ロカルトロールカプセル0.25/ ロカルトロールカプセル0.5


作成又は改訂年月

**2014年11月改訂(第8版)

*2011年3月改訂

日本標準商品分類番号

873112

日本標準商品分類番号等

再審査結果公表年月(最新)
1993年9月

効能又は効果追加承認年月(最新)
1989年9月

薬効分類名

活性型ビタミンD3製剤

承認等

販売名
ロカルトロールカプセル0.25

販売名コード

3112004M1023

承認・許可番号

承認番号
60AMY0178
商標名
ROCALTROL

薬価基準収載年月

1985年12月

販売開始年月

1986年5月

貯法・使用期限等

貯法 

遮光、室温保存、吸湿注意

使用期限

**包装に表示の使用期限内に使用すること

規制区分

劇薬

組成

成分(1カプセル中) 有効成分・含有量

カルシトリオール 0.25μg

成分(1カプセル中) 添加物

内容物:ブチルヒドロキシアニソール、ジブチルヒドロキシトルエン、中鎖脂肪酸トリグリセリド
カプセル:ゼラチン、グリセリン、D-ソルビトール、酸化チタン、パラオキシ安息香酸エチル、パラオキシ安息香酸プロピル、黄色5号

性状

黄白色

剤形

軟カプセル

外形

長径

約9.6mm

短径

約6.7mm

平均重量

約272mg

販売名
ロカルトロールカプセル0.5

販売名コード

3112004M2020

承認・許可番号

承認番号
60AMY0179
商標名
ROCALTROL

薬価基準収載年月

1985年12月

販売開始年月

1986年5月

貯法・使用期限等

貯法 

遮光、室温保存、吸湿注意

使用期限

**包装に表示の使用期限内に使用すること

規制区分

劇薬

組成

成分(1カプセル中) 有効成分・含有量

カルシトリオール 0.5μg

成分(1カプセル中) 添加物

内容物:ブチルヒドロキシアニソール、ジブチルヒドロキシトルエン、中鎖脂肪酸トリグリセリド
カプセル:ゼラチン、グリセリン、D-ソルビトール、酸化チタン、パラオキシ安息香酸エチル、パラオキシ安息香酸プロピル、黄色5号、赤色106号

性状

淡赤色

剤形

軟カプセル

外形

長径

約9.6mm

短径

約6.7mm

平均重量

約272mg

一般的名称

カルシトリオールカプセル

Calcitriol

禁忌

(次の患者には投与しないこと)

高カルシウム血症又はビタミンD中毒症状を伴う患者[血清カルシウム値を更に上昇させる。
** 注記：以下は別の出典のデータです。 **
use crate::config::ConfigSource;
use crate::redirect::{self, TemporaryRedirect};
use axum::extract::Extension;
use axum::http::StatusCode;
use axum::response::{IntoResponse, Response};
use axum::Json;
use log::error;
use serde_json::json;
use std::sync::Arc;

pub async fn root(Extension(config): Extension<Arc<dyn ConfigSource>>) -> Response {
    match redirect::resolve_and_redirect(config.as_ref(), &TemporaryRedirect) {
        Ok(response) => response,
        Err(e) => {
            error!("{}", e);
            (
                StatusCode::INTERNAL_SERVER_ERROR,
                Json(json!({ "message": e.to_string() })),
            )
                .into_response()
        }
    }
}
use orbsim::{compare_integrators, write_trajectory_file};
use orbsim::{ExportFileProducer, ExportFields, NativeProducer, ProducerRequest, Scenario, ScenarioConfig, TrajectoryProducer, DEFAULT_EXPORT_FILE};

use anyhow::{Context, Result};
use clap::{Parser, Subcommand};
use log::info;

use std::path::PathBuf;

#[derive(Parser, Debug)]
#[command(about = "2D Newtonian orbit simulator")]
struct Args {
    #[command(subcommand)]
    command: Command,
}

#[derive(Subcommand, Debug)]
enum Command {
    /// Run a YAML scenario and export the tracked body's trajectory
    Run {
        #[arg(short, default_value = "earth_moon.yaml")]
        file_name: String,
        #[arg(short, long, default_value = DEFAULT_EXPORT_FILE)]
        output: PathBuf,
        /// Also write velocity and acceleration columns
        #[arg(long)]
        full: bool,
    },
    /// Trajectory producer contract: fixed primary at the origin, secondary on +x
    Produce {
        duration_days: f64,
        time_step: f64,
        mass_primary: f64,
        mass_secondary: f64,
        initial_distance: f64,
        #[arg(allow_negative_numbers = true)]
        initial_vx: f64,
        #[arg(allow_negative_numbers = true)]
        initial_vy: f64,
        #[arg(allow_negative_numbers = true)]
        reference_velocity: f64,
        #[arg(short, long, default_value = DEFAULT_EXPORT_FILE)]
        output: PathBuf,
        /// Take the trajectory from an external producer's export file instead of simulating
        #[arg(long)]
        from: Option<PathBuf>,
    },
    /// Run a scenario with every integrator and report energy drift
    Compare {
        #[arg(short, default_value = "earth_moon.yaml")]
        file_name: String,
    },
}

// a path that exists is used as is, anything else is looked up in scenarios/
fn load_scenario(file_name: &str) -> Result<Scenario> {
    let direct = PathBuf::from(file_name);
    let config_path = if direct.exists() {
        direct
    } else {
        PathBuf::from(env!("CARGO_MANIFEST_DIR")).join("scenarios").join(file_name)
    };
    let cfg = ScenarioConfig::from_path(&config_path)
        .with_context(|| format!("failed to load scenario {}", config_path.display()))?;
    Ok(Scenario::build_scenario(cfg)?)
}

fn main() -> Result<()> {
    env_logger::Builder::from_env(env_logger::Env::default().default_filter_or("info")).init();

    match Args::parse().command {
        Command::Run { file_name, output, full } => {
            let scenario = load_scenario(&file_name)?;
            let trajectory = scenario.run()?;
            let fields = if full { ExportFields::Full } else { ExportFields::Position };
            write_trajectory_file(&output, &trajectory, scenario.system.tracked, fields)
                .with_context(|| format!("failed to write {}", output.display()))?;
        }
        Command::Produce {
            duration_days,
            time_step,
            mass_primary,
            mass_secondary,
            initial_distance,
            initial_vx,
            initial_vy,
            reference_velocity,
            output,
            from,
        } => {
            let request = ProducerRequest {
                duration_days,
                time_step,
                mass_primary,
                mass_secondary,
                initial_distance,
                initial_vx,
                initial_vy,
                reference_velocity,
            };
            let producer: Box<dyn TrajectoryProducer> = match from {
                Some(path) => Box::new(ExportFileProducer { path }),
                None => Box::new(NativeProducer::default()),
            };
            let trajectory = producer.produce(&request)?;
            let secondary = request.system(orbsim::G_SI).tracked;
            write_trajectory_file(&output, &trajectory, secondary, ExportFields::Position)
                .with_context(|| format!("failed to write {}", output.display()))?;
        }
        Command::Compare { file_name } => {
            let scenario = load_scenario(&file_name)?;
            let reports = compare_integrators(&scenario.system, &scenario.config)?;
            for r in &reports {
                println!(
                    "{:<20} drift = {:10.3e}   end = ({:.6e}, {:.6e})   evals = {:8}   {:8.3} s",
                    r.kind.name(),
                    r.energy_drift,
                    r.final_position.x,
                    r.final_position.y,
                    r.force_evaluations,
                    r.elapsed.as_secs_f64()
                );
            }
            info!("compared {} integrators", reports.len());
        }
    }

    Ok(())
}
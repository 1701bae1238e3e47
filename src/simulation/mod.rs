pub mod vector;
pub mod states;
pub mod params;
pub mod forces;
pub mod integrator;
pub mod energy;
pub mod trajectory;
pub mod engine;
pub mod scenario;
pub mod producer;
]

効能又は効果

骨粗鬆症

下記疾患におけるビタミンD代謝異常に伴う諸症状(低カルシウム血症、しびれ、テタニー、知覚異常、筋力低下、骨痛、骨病変等)の改善
 慢性腎不全
 副甲状腺機能低下症
 クル病・骨軟化症

用法及び用量

本剤は患者の血清カルシウム濃度の十分な管理のもとに投与量を調節する。

骨粗鬆症の場合
通常、成人にはカルシトリオールとして1日0.5μgを2回に分けて経口投与する。ただし、年齢、症状により適宜増減する。

慢性腎不全の場合
通常、成人1日1回カルシトリオールとして0.25〜0.75μgを経口投与する。ただし、年齢、症状により適宜増減する。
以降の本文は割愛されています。